For context, PJT Partners isn’t some no-name shop. The firm was spun out of Blackstone and regularly advises on multi-billion-dollar deals. Its involvement signals that Heathcote isn’t casually shopping his stake around on a WhatsApp group. This is a structured process.
Tether’s unusual ownership structure
Tether’s ownership has always been one of the more opaque corners of the crypto industry. The company is linked to iFinex Inc. and the Bitfinex exchange, and historically, its equity has been concentrated in very few hands. Back in 2018, reporting indicated that just four individuals controlled about 86% of the company.
That concentration means minority stakes like Heathcote’s 1.26% are among the few pieces of Tether equity that could theoretically change hands. Look, there aren’t a lot of people who own Tether shares, and even fewer who are looking to sell them. That scarcity could make the stake attractive to institutional buyers who want exposure to the stablecoin giant but can’t exactly buy it on Nasdaq.
The broader backdrop here matters too. Tether had been evaluating a potential $50 billion fundraising initiative, which would have been one of the largest capital raises in crypto history. But that effort has been paused, reportedly pending a full audit by a Big Four accounting firm.
In English: Tether wants to raise a massive war chest, but serious investors want to see the books first, audited by one of the four firms (Deloitte, PwC, EY, or KPMG) whose stamp of approval carries weight on Wall Street. Until that audit happens, the big raise sits on ice.
Why this matters for the stablecoin market
Tether is the single most important piece of infrastructure in crypto. $USDT settles more daily transaction volume than most traditional payment networks, and its reserves, primarily composed of US Treasury bills, make Tether one of the larger holders of short-term US government debt globally.
A secondary sale of Tether equity, even a small one, would be notable because it would establish a market-implied valuation for the company. Right now, Tether’s worth is a matter of speculation. If Heathcote’s 1.26% sells at a price that implies, say, a $50 billion or higher total valuation, that becomes a reference point for future fundraising, regulatory discussions, and competitive positioning against rivals like Circle.
The timing is also interesting. Stablecoin regulation is moving forward in the US, with legislation working its way through Congress that could impose new reserve requirements, transparency standards, and licensing frameworks. A valuation benchmark for Tether would give regulators and lawmakers a clearer picture of just how large the entities they’re trying to regulate have become.
For potential buyers, the calculus is straightforward but risky. On one hand, Tether generates enormous revenue from the interest earned on its reserves.

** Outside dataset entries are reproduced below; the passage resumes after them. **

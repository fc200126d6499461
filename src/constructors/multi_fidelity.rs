//! Input constructors for multi-fidelity acquisition functions

use std::collections::BTreeMap;

use crate::bundle::{ArgValue, InputBundle};
use crate::cost::{
    expand_trace_observations, project_to_target_fidelity, AffineFidelityCostModel,
    FidelityTransform, InverseCostWeightedUtility,
};
use crate::error::{AcqError, Result};

use super::knowledge_gradient::optimize_current_value;
use super::{construct_inputs_qkg, construct_inputs_qmes, ConstructionArgs};

/// Base inputs shared by multi-fidelity acquisition functions: target
/// fidelities, a cost-aware utility over an affine cost model, and the
/// trace-expansion / target-projection transforms.
///
/// Fidelity-weight keys must match the target-fidelity keys exactly; weights
/// default to 1.0 per target when omitted.
pub fn construct_inputs_mf_base(args: &ConstructionArgs<'_>) -> Result<InputBundle> {
    let target_fidelities = args
        .options
        .target_fidelities
        .clone()
        .ok_or(AcqError::MissingInput("target_fidelities"))?;

    let fidelity_weights: BTreeMap<usize, f64> = match &args.options.fidelity_weights {
        Some(weights) => weights.clone(),
        None => target_fidelities.keys().map(|&f| (f, 1.0)).collect(),
    };

    let target_keys: Vec<usize> = target_fidelities.keys().copied().collect();
    let weight_keys: Vec<usize> = fidelity_weights.keys().copied().collect();
    if target_keys != weight_keys {
        return Err(AcqError::MismatchedFidelityKeys {
            target: target_keys,
            weights: weight_keys,
        });
    }

    let cost_aware_utility = InverseCostWeightedUtility::new(AffineFidelityCostModel::new(
        fidelity_weights,
        args.options.cost_intercept,
    ));

    let fidelity_dims: Vec<usize> = target_keys;
    let num_trace_obs = args.options.num_trace_observations;
    let expand = FidelityTransform::new(move |x| {
        expand_trace_observations(x, &fidelity_dims, num_trace_obs)
    });

    let project_targets = target_fidelities.clone();
    let project =
        FidelityTransform::new(move |x| project_to_target_fidelity(x, &project_targets));

    Ok(InputBundle::new()
        .set("target_fidelities", ArgValue::Fidelities(target_fidelities))
        .set("cost_aware_utility", ArgValue::CostUtility(cost_aware_utility))
        .set("expand", ArgValue::Transform(expand))
        .set("project", ArgValue::Transform(project)))
}

/// Inputs for qMultiFidelityKnowledgeGradient: the multi-fidelity base
/// merged over the knowledge-gradient inputs.
pub fn construct_inputs_qmfkg(args: &ConstructionArgs<'_>) -> Result<InputBundle> {
    let mut bundle = construct_inputs_mf_base(args)?;
    bundle.merge(construct_inputs_qkg(args)?);
    Ok(bundle)
}

/// Inputs for qMultiFidelityMaxValueEntropy: the multi-fidelity base, the
/// max-value-entropy candidate set, and the optimized current value.
pub fn construct_inputs_qmfmes(args: &ConstructionArgs<'_>) -> Result<InputBundle> {
    let mut bundle = construct_inputs_mf_base(args)?;
    bundle.merge(construct_inputs_qmes(args)?);
    bundle.insert("current_value", optimize_current_value(args)?);
    Ok(bundle)
}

When you’re sitting on $184 billion in assets, mostly parked in T-bills, even modest yields throw off billions in annual income. On the other hand, Tether has faced persistent questions about the completeness of its attestations, regulatory exposure across multiple jurisdictions, and the concentration risk inherent in its ownership structure.
The paused $50 billion fundraise adds another layer of uncertainty. If that raise eventually goes through after the Big Four audit, early secondary buyers could see their positions validated, or diluted, depending on the terms. If the audit surfaces issues, the entire valuation picture could shift.
Investors watching this space should pay attention to two things. First, what price Heathcote’s stake ultimately trades at, because that number will echo through every future Tether capital markets conversation. Second, whether the Big Four audit materializes, because that single event has the potential to either legitimize Tether in the eyes of traditional finance or expose gaps that the market has been pricing around for years.